Based on annualized revenues, volume and average price, the stocks which are going to consistently add value to the medical device space are Medtronic plc ( MDT ), St Jude Medical Inc. ( STJ ) and Boston Scientific Corp. ( BSX ) (in Cardiology); Roche Holding AG ( RHHBY ) and Becton, Dickinson and Co. ( BDX ) (In Vitro Diagnostics); Siemens, General Electric ( GE ), Philips (Diagnostic Imaging); and Johnson & Johnson ( JNJ ), Stryker Corp. ( SYK ), Zimmer Biomet Holdings, Inc. ( ZBH ) (Orthopedics).
Zacks Industry Rank
Within the Zacks Industry classification, Medical Device is broadly grouped into the Medical sector (one of 16 Zacks sectors) and further sub-divided into four industries at the expanded level: med instruments, med products, med/dental-supp and medical info systems.
We rank all the 260-plus industries in the 16 Zacks sectors based on the earnings outlook and fundamental strength of the constituent companies in each industry. To learn more visit: About Zacks Industry Rank .

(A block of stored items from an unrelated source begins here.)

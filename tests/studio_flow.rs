use std::collections::{BTreeMap, VecDeque};
use std::path::Path;
use std::sync::{Arc, Mutex};
use std::time::Duration;

use hadith_studio::api::{
    AiPromptRequest, GenerateRequest, GeneratedPrompt, KieVideoRequest, PromptRequest, StudioApi,
};
use hadith_studio::cards::GradeClass;
use hadith_studio::config::StudioConfig;
use hadith_studio::generate::GenerationOutcome;
use hadith_studio::models::{Hadith, JobSnapshot, VideoSource};
use hadith_studio::paths::AppPaths;
use hadith_studio::studio::Studio;
use hadith_studio::view::ViewModel;
use hadith_studio::{Result, StudioError};

/// In-memory backend: fixed search results, a sync video and a scripted async job.
struct FakeBackend {
    hadiths: Vec<Hadith>,
    requests: Mutex<Vec<String>>,
    job_statuses: Mutex<VecDeque<JobSnapshot>>,
}

impl FakeBackend {
    fn new(hadiths: Vec<Hadith>) -> Self {
        Self {
            hadiths,
            requests: Mutex::new(Vec::new()),
            job_statuses: Mutex::new(VecDeque::new()),
        }
    }

    fn record(&self, what: &str) {
        self.requests
            .lock()
            .unwrap_or_else(|p| p.into_inner())
            .push(what.to_string());
    }

    fn requests(&self) -> Vec<String> {
        self.requests
            .lock()
            .unwrap_or_else(|p| p.into_inner())
            .clone()
    }
}

fn job(status: &str, progress: f64, result: Option<&str>) -> JobSnapshot {
    JobSnapshot {
        status: status.to_string(),
        progress,
        message: format!("{status} {progress}"),
        result: result.map(str::to_string),
    }
}

impl StudioApi for FakeBackend {
    fn search(&self, keyword: &str) -> Result<Vec<Hadith>> {
        self.record(&format!("search:{keyword}"));
        Ok(self.hadiths.clone())
    }

    fn generate(&self, request: &GenerateRequest) -> Result<String> {
        self.record(&format!("generate:{}", request.hadith.text));
        if !request.options.custom_prompt.is_empty() {
            self.record(&format!("custom_prompt:{}", request.options.custom_prompt));
        }
        Ok("v1.mp4".to_string())
    }

    fn generate_async(&self, _request: &GenerateRequest) -> Result<String> {
        self.record("generate_async");
        Ok("J1".to_string())
    }

    fn job_status(&self, job_id: &str) -> Result<JobSnapshot> {
        self.record(&format!("job_status:{job_id}"));
        let next = self
            .job_statuses
            .lock()
            .unwrap_or_else(|p| p.into_inner())
            .pop_front();
        next.ok_or_else(|| StudioError::Offline("script exhausted".to_string()))
    }

    fn cancel_job(&self, job_id: &str) -> Result<()> {
        self.record(&format!("cancel_job:{job_id}"));
        Ok(())
    }

    fn generate_kie_video(&self, _request: &KieVideoRequest) -> Result<String> {
        self.record("generate_kie_video");
        Ok("https://videos.example/kie.mp4".to_string())
    }

    fn generate_prompt(&self, request: &PromptRequest) -> Result<String> {
        self.record(&format!("generate_prompt:{}", request.style));
        Ok(format!("خلفية {} هادئة", request.style))
    }

    fn generate_ai_prompt(&self, request: &AiPromptRequest) -> Result<GeneratedPrompt> {
        self.record(&format!("generate_ai_prompt:{}", request.provider));
        Ok(GeneratedPrompt {
            prompt: format!("مشهد سينمائي: {}", request.description),
            provider: request.provider.clone(),
        })
    }

    fn ai_status(&self) -> Result<BTreeMap<String, bool>> {
        Ok(BTreeMap::new())
    }

    fn stats(&self) -> Result<u64> {
        Ok(0)
    }

    fn download_video(&self, _video: &VideoSource, dst: &Path) -> Result<u64> {
        std::fs::write(dst, b"mp4")?;
        Ok(3)
    }
}

fn open_studio(
    backend: Arc<FakeBackend>,
    poll_interval_ms: u64,
) -> (tempfile::TempDir, Arc<ViewModel>, Studio) {
    let dir = tempfile::tempdir().expect("tempdir");
    let view = Arc::new(ViewModel::new());
    let config = StudioConfig {
        poll_interval_ms,
        ..StudioConfig::default()
    };
    let studio = Studio::with_api(
        AppPaths::new(dir.path().to_path_buf()),
        config,
        backend,
        view.clone(),
    )
    .expect("open studio");
    (dir, view, studio)
}

fn wait_until_idle(studio: &Studio, timeout: Duration) {
    assert!(
        studio.tracker().wait_idle(timeout),
        "job still tracked after {timeout:?}"
    );
}

#[test]
fn search_then_sync_generation_end_to_end() {
    let hadith = Hadith {
        narrator: Some("عبد الله بن مسعود".to_string()),
        source: Some("صحيح البخاري".to_string()),
        grade: Some("صحيح".to_string()),
        ..Hadith::new("إن الصدق يهدي إلى البر")
    };
    let backend = Arc::new(FakeBackend::new(vec![hadith.clone()]));
    let (_dir, view, studio) = open_studio(backend.clone(), 2000);

    let found = studio.search().search("الصدق").expect("search");
    assert_eq!(found.len(), 1);

    let snap = view.snapshot();
    assert!(snap.results_visible);
    let card = &snap.results[0];
    let badge = card.grade.as_ref().expect("grade badge");
    assert_eq!(badge.label, "صحيح");
    assert_eq!(badge.class, GradeClass::Sahih);
    assert!(!card.is_favorite);

    let outcome = studio.generator().generate_result(0).expect("generate");
    let video = VideoSource::Local {
        file_name: "v1.mp4".to_string(),
    };
    assert_eq!(outcome, GenerationOutcome::Ready(video.clone()));

    let snap = view.snapshot();
    let preview = snap.preview.expect("preview");
    assert_eq!(preview.video, video);
    assert_eq!(preview.url, "/api/preview/v1.mp4");
    assert!(!snap.results_visible);

    let history = studio.store().generation_history();
    assert_eq!(history.len(), 1);
    assert_eq!(history[0].hadith, hadith);
    assert_eq!(
        backend.requests(),
        vec![
            "search:الصدق".to_string(),
            "generate:إن الصدق يهدي إلى البر".to_string()
        ]
    );
    assert_eq!(studio.store().search_history()[0].keyword, "الصدق");
}

#[test]
fn async_generation_is_tracked_to_completion() {
    let backend = Arc::new(FakeBackend::new(vec![Hadith::new("الحياء من الإيمان")]));
    backend
        .job_statuses
        .lock()
        .unwrap_or_else(|p| p.into_inner())
        .extend([
            job("queued", 0.0, None),
            job("processing", 45.0, None),
            job("completed", 100.0, Some("videos/abc.mp4")),
            job("completed", 100.0, Some("videos/abc.mp4")),
        ]);
    let (_dir, view, studio) = open_studio(backend.clone(), 50);

    studio.search().search("الحياء").expect("search");
    studio.set_async_mode(true);
    let outcome = studio.generator().generate_result(0).expect("generate");
    assert_eq!(
        outcome,
        GenerationOutcome::Tracking {
            job_id: "J1".to_string()
        }
    );

    wait_until_idle(&studio, Duration::from_secs(10));

    let polls = backend
        .requests()
        .iter()
        .filter(|r| r.starts_with("job_status:"))
        .count();
    assert_eq!(polls, 3);

    let snap = view.snapshot();
    assert_eq!(
        snap.preview.expect("preview").url,
        "/api/preview/abc.mp4"
    );
    assert!(!snap.progress_visible);
    assert_eq!(studio.store().generation_history().len(), 1);

    let log = std::fs::read_to_string(studio.paths().job_log_path("J1")).expect("job log");
    assert!(log.lines().count() >= 4);
}

#[test]
fn kie_generation_downloads_external_video() {
    let backend = Arc::new(FakeBackend::new(vec![Hadith::new("الكلمة الطيبة صدقة")]));
    let (dir, _view, studio) = open_studio(backend.clone(), 2000);

    studio.search().search("الطيبة").expect("search");
    studio.set_kie_mode(true);
    studio.generator().generate_result(0).expect("generate");

    assert_eq!(
        studio.generator().download_target().as_deref(),
        Some("https://videos.example/kie.mp4")
    );
    let saved = studio
        .generator()
        .download(Some(dir.path().join("saved.mp4")))
        .expect("download");
    assert_eq!(std::fs::read(saved).expect("read"), b"mp4");
    assert!(studio.store().generation_history().is_empty());
}

#[test]
fn favorites_survive_and_feed_generation() {
    let backend = Arc::new(FakeBackend::new(vec![
        Hadith::new("أ"),
        Hadith::new("لا يؤمن أحدكم حتى يحب لأخيه ما يحب لنفسه"),
    ]));
    let (_dir, view, studio) = open_studio(backend, 2000);

    studio.search().search("يؤمن").expect("search");
    assert!(studio.search().toggle_favorite(1).expect("toggle"));
    assert!(view.snapshot().results[1].is_favorite);

    studio.generator().new_video();
    studio.generator().generate_from_favorite(0).expect("generate");
    let history = studio.store().generation_history();
    assert_eq!(history.len(), 1);
    assert_eq!(
        history[0].hadith.text,
        "لا يؤمن أحدكم حتى يحب لأخيه ما يحب لنفسه"
    );

    let exported = studio.export(None).expect("export");
    let raw = std::fs::read_to_string(exported).expect("read export");
    let value: serde_json::Value = serde_json::from_str(&raw).expect("json");
    assert_eq!(value["favorites"].as_array().map(Vec::len), Some(1));
    assert_eq!(value["generationHistory"].as_array().map(Vec::len), Some(1));
}

#[test]
fn async_outcome_is_ready_as_soon_as_tracking_ends() {
    for run in 0..20 {
        let backend = Arc::new(FakeBackend::new(vec![Hadith::new("الدال على الخير كفاعله")]));
        backend
            .job_statuses
            .lock()
            .unwrap_or_else(|p| p.into_inner())
            .push_back(job("completed", 100.0, Some("videos/abc.mp4")));
        let (_dir, _view, studio) = open_studio(backend, 1);

        studio.search().search("الخير").expect("search");
        studio.set_async_mode(true);
        studio.generator().generate_result(0).expect("generate");
        wait_until_idle(&studio, Duration::from_secs(10));

        assert_eq!(
            studio.generator().download_target().as_deref(),
            Some("/api/download/abc.mp4"),
            "run {run}"
        );
        assert_eq!(studio.store().generation_history().len(), 1, "run {run}");
    }
}

#[test]
fn prompt_then_generate_then_share() {
    let backend = Arc::new(FakeBackend::new(vec![Hadith::new("الراحمون يرحمهم الرحمن")]));
    let (_dir, _view, studio) = open_studio(backend.clone(), 2000);

    studio.search().search("الرحمة").expect("search");
    let prompt = studio.generator().generate_prompt(Some("nature")).expect("prompt");
    assert_eq!(prompt, "خلفية nature هادئة");

    let generated = studio
        .generator()
        .generate_ai_prompt(None, Some("ollama"))
        .expect("ai prompt");
    assert_eq!(generated.prompt, "مشهد سينمائي: الرحمة");

    studio.generator().generate_result(0).expect("generate");
    let link = studio.generator().share_link().expect("share");
    assert_eq!(link.url, "/api/preview/v1.mp4");
    assert_eq!(link.text, "الراحمون يرحمهم الرحمن...");

    assert_eq!(
        backend.requests(),
        vec![
            "search:الرحمة".to_string(),
            "generate_prompt:nature".to_string(),
            "generate_ai_prompt:ollama".to_string(),
            "generate:الراحمون يرحمهم الرحمن".to_string(),
            "custom_prompt:مشهد سينمائي: الرحمة".to_string(),
        ]
    );
}
//! Follows one asynchronous generation job from acceptance to a terminal state.

use crate::api::StudioApi;
use crate::db::now_ms;
use crate::lock;
use crate::models::{Hadith, JobPhase, JobSnapshot, VideoSource};
use crate::notify::ToastKind;
use crate::paths::AppPaths;
use crate::session::Session;
use crate::store::ClientStore;
use crate::view::StudioView;
use crate::{Result, StudioError};
use log::{debug, info, warn};
use std::io::Write;
use std::path::Path;
use std::sync::atomic::{AtomicBool, Ordering};
use std::sync::{Arc, Condvar, Mutex};
use std::thread;
use std::time::{Duration, Instant};

const STOP_CHECK_SLICE: Duration = Duration::from_millis(50);
const JOB_LOG_ROTATE_BYTES: u64 = 1024 * 1024;

const MSG_TRACKING_STARTED: &str = "بدء تتبع التقدم...";
const MSG_COMPLETED: &str = "تم إنشاء الفيديو بنجاح!";
const MSG_CANCELLED: &str = "تم إلغاء توليد الفيديو";
const MSG_CANCEL_REJECTED: &str = "فشل في إلغاء المهمة";
const MSG_CANCEL_FAILED: &str = "خطأ في إلغاء المهمة";
const MSG_UNKNOWN_FAILURE: &str = "خطأ غير معروف";

/// The tracked job. Its poll thread is identified by the `stop` flag it
/// was spawned with, not by the job id, which the server may reuse.
struct ActiveJob {
    job_id: String,
    hadith: Option<Hadith>,
    stop: Arc<AtomicBool>,
    /// Set once a terminal status has been claimed and its effects are being applied.
    settling: bool,
}

impl ActiveJob {
    fn is_run(&self, stop: &Arc<AtomicBool>) -> bool {
        Arc::ptr_eq(&self.stop, stop)
    }
}

struct TrackerShared {
    api: Arc<dyn StudioApi>,
    view: Arc<dyn StudioView>,
    store: Arc<ClientStore>,
    session: Arc<Session>,
    paths: AppPaths,
    interval: Duration,
    active: Mutex<Option<ActiveJob>>,
    idle: Condvar,
}

/// Single-slot poller for asynchronous generation jobs.
///
/// Starting a job replaces any job already being tracked. Each job gets its
/// own poll thread; the thread stops when the job reaches a terminal status,
/// when it is cancelled, or when it is replaced. The slot is released only
/// after the terminal status has been rendered and recorded, so
/// `is_tracking() == false` means the outcome is visible.
#[derive(Clone)]
pub struct JobTracker {
    shared: Arc<TrackerShared>,
}

impl JobTracker {
    pub fn new(
        api: Arc<dyn StudioApi>,
        view: Arc<dyn StudioView>,
        store: Arc<ClientStore>,
        session: Arc<Session>,
        interval: Duration,
    ) -> Self {
        let paths = store.paths().clone();
        Self {
            shared: Arc::new(TrackerShared {
                api,
                view,
                store,
                session,
                paths,
                interval,
                active: Mutex::new(None),
                idle: Condvar::new(),
            }),
        }
    }

    pub fn poll_interval(&self) -> Duration {
        self.shared.interval
    }

    pub fn current_job_id(&self) -> Option<String> {
        lock(&self.shared.active).as_ref().map(|j| j.job_id.clone())
    }

    pub fn is_tracking(&self) -> bool {
        lock(&self.shared.active).is_some()
    }

    /// Blocks until no job is tracked. Returns false if `timeout` ran out first.
    pub fn wait_idle(&self, timeout: Duration) -> bool {
        let deadline = Instant::now() + timeout;
        let mut slot = lock(&self.shared.active);
        while slot.is_some() {
            let now = Instant::now();
            if now >= deadline {
                return false;
            }
            slot = match self.shared.idle.wait_timeout(slot, deadline - now) {
                Ok((guard, _)) => guard,
                Err(poisoned) => poisoned.into_inner().0,
            };
        }
        true
    }

    /// Begins polling `job_id`. The first status request is issued immediately.
    pub fn start(&self, job_id: &str) -> Result<()> {
        let job_id = job_id.trim();
        if job_id.is_empty() {
            return Err(StudioError::Validation("معرف المهمة غير صالح".to_string()));
        }

        let stop = Arc::new(AtomicBool::new(false));
        {
            let mut slot = lock(&self.shared.active);
            if let Some(previous) = slot.take() {
                previous.stop.store(true, Ordering::SeqCst);
                info!("job {} replaced by {job_id}", previous.job_id);
                self.shared.log(
                    &previous.job_id,
                    "info",
                    "tracking_replaced",
                    serde_json::json!({ "by": job_id }),
                );
            }
            *slot = Some(ActiveJob {
                job_id: job_id.to_string(),
                hadith: self.shared.session.selected_hadith(),
                stop: stop.clone(),
                settling: false,
            });
        }

        self.shared.log(
            job_id,
            "info",
            "tracking_started",
            serde_json::json!({ "interval_ms": self.shared.interval.as_millis() as u64 }),
        );
        self.shared.view.update_progress(5, MSG_TRACKING_STARTED);
        self.shared.view.set_cancel_visible(true);

        let shared = self.shared.clone();
        let thread_job_id = job_id.to_string();
        let thread_stop = stop.clone();
        let spawned = thread::Builder::new()
            .name(format!("job-poll-{job_id}"))
            .spawn(move || poll_loop(shared, thread_job_id, thread_stop));
        if let Err(e) = spawned {
            stop.store(true, Ordering::SeqCst);
            self.shared.release(&stop);
            return Err(StudioError::Io(e));
        }
        Ok(())
    }

    /// Stops tracking and asks the backend to cancel the job.
    ///
    /// Returns `Ok(false)` when nothing was being tracked, or when the job
    /// already reached a terminal status. Tracking stops even when the
    /// backend refuses; the refusal is shown and returned.
    pub fn cancel(&self) -> Result<bool> {
        let job = {
            let mut slot = lock(&self.shared.active);
            if slot.as_ref().map_or(true, |j| j.settling) {
                return Ok(false);
            }
            slot.take()
        };
        self.shared.idle.notify_all();
        let Some(job) = job else {
            return Ok(false);
        };
        job.stop.store(true, Ordering::SeqCst);

        let result = self.shared.api.cancel_job(&job.job_id);
        self.shared.view.hide_progress();
        match result {
            Ok(()) => {
                self.shared.log(&job.job_id, "info", "cancelled_by_user", serde_json::Value::Null);
                self.shared.view.notify(ToastKind::Info, MSG_CANCELLED);
                Ok(true)
            }
            Err(e) => {
                warn!("cancel request for job {} failed: {e}", job.job_id);
                self.shared.log(
                    &job.job_id,
                    "error",
                    "cancel_failed",
                    serde_json::json!({ "error": e.to_string() }),
                );
                let message = match e {
                    StudioError::Server { .. } => MSG_CANCEL_REJECTED,
                    _ => MSG_CANCEL_FAILED,
                };
                self.shared.view.notify(ToastKind::Error, message);
                Err(e)
            }
        }
    }
}

impl TrackerShared {
    /// Empties the slot if it still belongs to the run identified by `stop`.
    fn release(&self, stop: &Arc<AtomicBool>) {
        {
            let mut slot = lock(&self.active);
            if slot.as_ref().is_some_and(|j| j.is_run(stop)) {
                *slot = None;
            }
        }
        self.idle.notify_all();
    }

    /// Returns true when polling should stop.
    fn apply(&self, job_id: &str, stop: &Arc<AtomicBool>, snapshot: &JobSnapshot) -> bool {
        let phase = snapshot.phase();
        let hadith = {
            let mut slot = lock(&self.active);
            let Some(job) = slot.as_mut().filter(|j| j.is_run(stop) && !j.settling) else {
                return true;
            };
            self.view
                .update_progress(snapshot.progress_percent(), &snapshot.display_message());
            if !phase.is_terminal() {
                return false;
            }
            job.settling = true;
            stop.store(true, Ordering::SeqCst);
            job.hadith.clone()
        };

        self.log(
            job_id,
            "info",
            "terminal_status",
            serde_json::json!({
                "status": snapshot.status,
                "progress": snapshot.progress,
                "message": snapshot.message,
                "result": snapshot.result,
            }),
        );

        match phase {
            JobPhase::Completed => self.complete(job_id, hadith, snapshot),
            JobPhase::Failed => {
                self.view.hide_progress();
                let reason = match snapshot.message.trim() {
                    "" => MSG_UNKNOWN_FAILURE,
                    m => m,
                };
                self.view.show_error(&format!("فشل التوليد: {reason}"));
            }
            JobPhase::Cancelled => {
                self.view.hide_progress();
                self.view.notify(ToastKind::Info, MSG_CANCELLED);
            }
            JobPhase::InProgress => {}
        }

        self.release(stop);
        true
    }

    fn complete(&self, job_id: &str, hadith: Option<Hadith>, snapshot: &JobSnapshot) {
        let video = snapshot
            .result
            .as_deref()
            .and_then(VideoSource::from_server_path);
        let Some(video) = video else {
            warn!("job {job_id} completed without a result path");
            self.view.hide_progress();
            return;
        };

        self.session.set_active_video(video.clone());
        let preview_url = self.api.preview_url(&video);
        self.view.show_preview(&video, &preview_url);
        self.view.hide_progress();
        self.view.notify(ToastKind::Success, MSG_COMPLETED);

        if let Some(hadith) = hadith {
            if let Err(e) = self.store.append_generation(&hadith, &video) {
                warn!("failed to record generation for job {job_id}: {e}");
            }
        }
    }

    fn log(&self, job_id: &str, level: &str, event: &str, data: serde_json::Value) {
        if let Err(e) = log_line(&self.paths, job_id, level, event, data) {
            debug!("job log write failed for {job_id}: {e}");
        }
    }
}

fn poll_loop(shared: Arc<TrackerShared>, job_id: String, stop: Arc<AtomicBool>) {
    let mut polls = 0_u64;
    loop {
        if stop.load(Ordering::SeqCst) {
            break;
        }

        polls += 1;
        let response = shared.api.job_status(&job_id);
        if stop.load(Ordering::SeqCst) {
            shared.log(&job_id, "debug", "late_response_ignored", serde_json::json!({ "poll": polls }));
            break;
        }

        match response {
            Ok(snapshot) => {
                shared.log(
                    &job_id,
                    "debug",
                    "poll",
                    serde_json::json!({
                        "poll": polls,
                        "status": snapshot.status,
                        "progress": snapshot.progress,
                    }),
                );
                if shared.apply(&job_id, &stop, &snapshot) {
                    break;
                }
            }
            Err(e) => {
                warn!("status poll {polls} for job {job_id} failed: {e}");
                shared.log(
                    &job_id,
                    "warn",
                    "poll_failed",
                    serde_json::json!({ "poll": polls, "error": e.to_string() }),
                );
            }
        }

        if !sleep_unless_stopped(&stop, shared.interval) {
            break;
        }
    }
    debug!("poll thread for job {job_id} exited after {polls} polls");
}

/// Sleeps for `total` in short slices. Returns false if `stop` was raised.
fn sleep_unless_stopped(stop: &AtomicBool, total: Duration) -> bool {
    let mut remaining = total;
    while !remaining.is_zero() {
        if stop.load(Ordering::SeqCst) {
            return false;
        }
        let slice = remaining.min(STOP_CHECK_SLICE);
        thread::sleep(slice);
        remaining -= slice;
    }
    !stop.load(Ordering::SeqCst)
}

/// Appends one JSON line to the job's event log.
pub fn log_line(
    paths: &AppPaths,
    job_id: &str,
    level: &str,
    event: &str,
    data: serde_json::Value,
) -> Result<()> {
    let line = serde_json::json!({
        "ts_ms": now_ms(),
        "job_id": job_id,
        "level": level,
        "event": event,
        "data": data
    })
    .to_string();

    let path = paths.job_log_path(job_id);
    std::fs::create_dir_all(paths.job_logs_dir())?;
    rotate_job_log_if_needed(&path)?;
    std::fs::OpenOptions::new()
        .create(true)
        .append(true)
        .open(path)?
        .write_all(format!("{line}\n").as_bytes())?;
    Ok(())
}

fn rotate_job_log_if_needed(path: &Path) -> Result<()> {
    let len = match std::fs::metadata(path) {
        Ok(m) => m.len(),
        Err(_) => return Ok(()),
    };
    if len < JOB_LOG_ROTATE_BYTES {
        return Ok(());
    }
    let mut backup = path.as_os_str().to_os_string();
    backup.push(".1");
    std::fs::rename(path, backup)?;
    Ok(())
}
use crate::notify::ToastKind;

#[derive(Debug, Clone, Copy, PartialEq, Eq, Default)]
pub enum GenerationMode {
    #[default]
    Sync,
    Async,
    Kie,
}

impl GenerationMode {
    pub fn as_str(self) -> &'static str {
        match self {
            GenerationMode::Sync => "sync",
            GenerationMode::Async => "async",
            GenerationMode::Kie => "kie",
        }
    }

    pub fn parse(value: &str) -> Option<Self> {
        match value.trim().to_ascii_lowercase().as_str() {
            "sync" => Some(GenerationMode::Sync),
            "async" => Some(GenerationMode::Async),
            "kie" => Some(GenerationMode::Kie),
            _ => None,
        }
    }
}

/// Announcement emitted after a toggle.
#[derive(Debug, Clone, PartialEq, Eq)]
pub struct ModeNotice {
    pub kind: ToastKind,
    pub message: &'static str,
}

/// Two toggles, at most one on. Both off means synchronous generation.
#[derive(Debug, Clone, Copy, Default, PartialEq, Eq)]
pub struct ModeSelector {
    async_enabled: bool,
    kie_enabled: bool,
}

impl ModeSelector {
    pub fn new() -> Self {
        Self::default()
    }

    pub fn async_enabled(&self) -> bool {
        self.async_enabled
    }

    pub fn kie_enabled(&self) -> bool {
        self.kie_enabled
    }

    pub fn mode(&self) -> GenerationMode {
        if self.async_enabled {
            GenerationMode::Async
        } else if self.kie_enabled {
            GenerationMode::Kie
        } else {
            GenerationMode::Sync
        }
    }

    pub fn set_async(&mut self, enabled: bool) -> ModeNotice {
        self.async_enabled = enabled;
        if enabled {
            self.kie_enabled = false;
        }
        ModeNotice {
            kind: ToastKind::Info,
            message: if enabled {
                "تم تفعيل الوضع غير المتزامن"
            } else {
                "تم إيقاف الوضع غير المتزامن"
            },
        }
    }

    pub fn set_kie(&mut self, enabled: bool) -> ModeNotice {
        self.kie_enabled = enabled;
        if enabled {
            self.async_enabled = false;
        }
        if enabled {
            ModeNotice {
                kind: ToastKind::Success,
                message: "تم تفعيل وضع KIE AI",
            }
        } else {
            ModeNotice {
                kind: ToastKind::Info,
                message: "تم إيقاف وضع KIE AI",
            }
        }
    }

    /// Turns on the toggle for `mode` (or both off for sync).
    /// Returns `None` when `mode` is already active.
    pub fn select(&mut self, mode: GenerationMode) -> Option<ModeNotice> {
        if self.mode() == mode {
            return None;
        }
        Some(match mode {
            GenerationMode::Async => self.set_async(true),
            GenerationMode::Kie => self.set_kie(true),
            GenerationMode::Sync if self.kie_enabled => self.set_kie(false),
            GenerationMode::Sync => self.set_async(false),
        })
    }
}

As a guideline, the outlook for industries with Zacks Industry Rank of #88 and lower is 'Positive,' between #89 and #176 is 'Neutral' and #177 and higher is 'Negative.'
The Zacks Industry Rank for med products is #49, med/dental-supp is #52, med instruments is #81 while the medical info systems is #115. Analyzing the Zacks Industry Rank for different Medical Device segments, it is obvious that the outlook for med products, med instruments, med/dental-supp is positive, while that of the medical info systems is neutral.
Earnings Trend of the Sector
Of the S&P 500 members in the Medical Device space, 11.5% have reported second quarter results so far which have been fairly good with respect to beat ratios (percentage of companies coming out with positive surprises).
The earnings "beat ratio" was 100%, while the revenue "beat ratio" was 50% in the second quarter. So far, the sector has witnessed 3.1% year over year growth in earnings on 2.5% revenue growth. With this, the sector is expected to register earnings growth of 7.6% in the second quarter and 10.3% in 2015. In terms of revenue expectation, the sector is expected to register 7.7% year-over-year growth in the second quarter, resulting in an annual growth rate of 7.9%.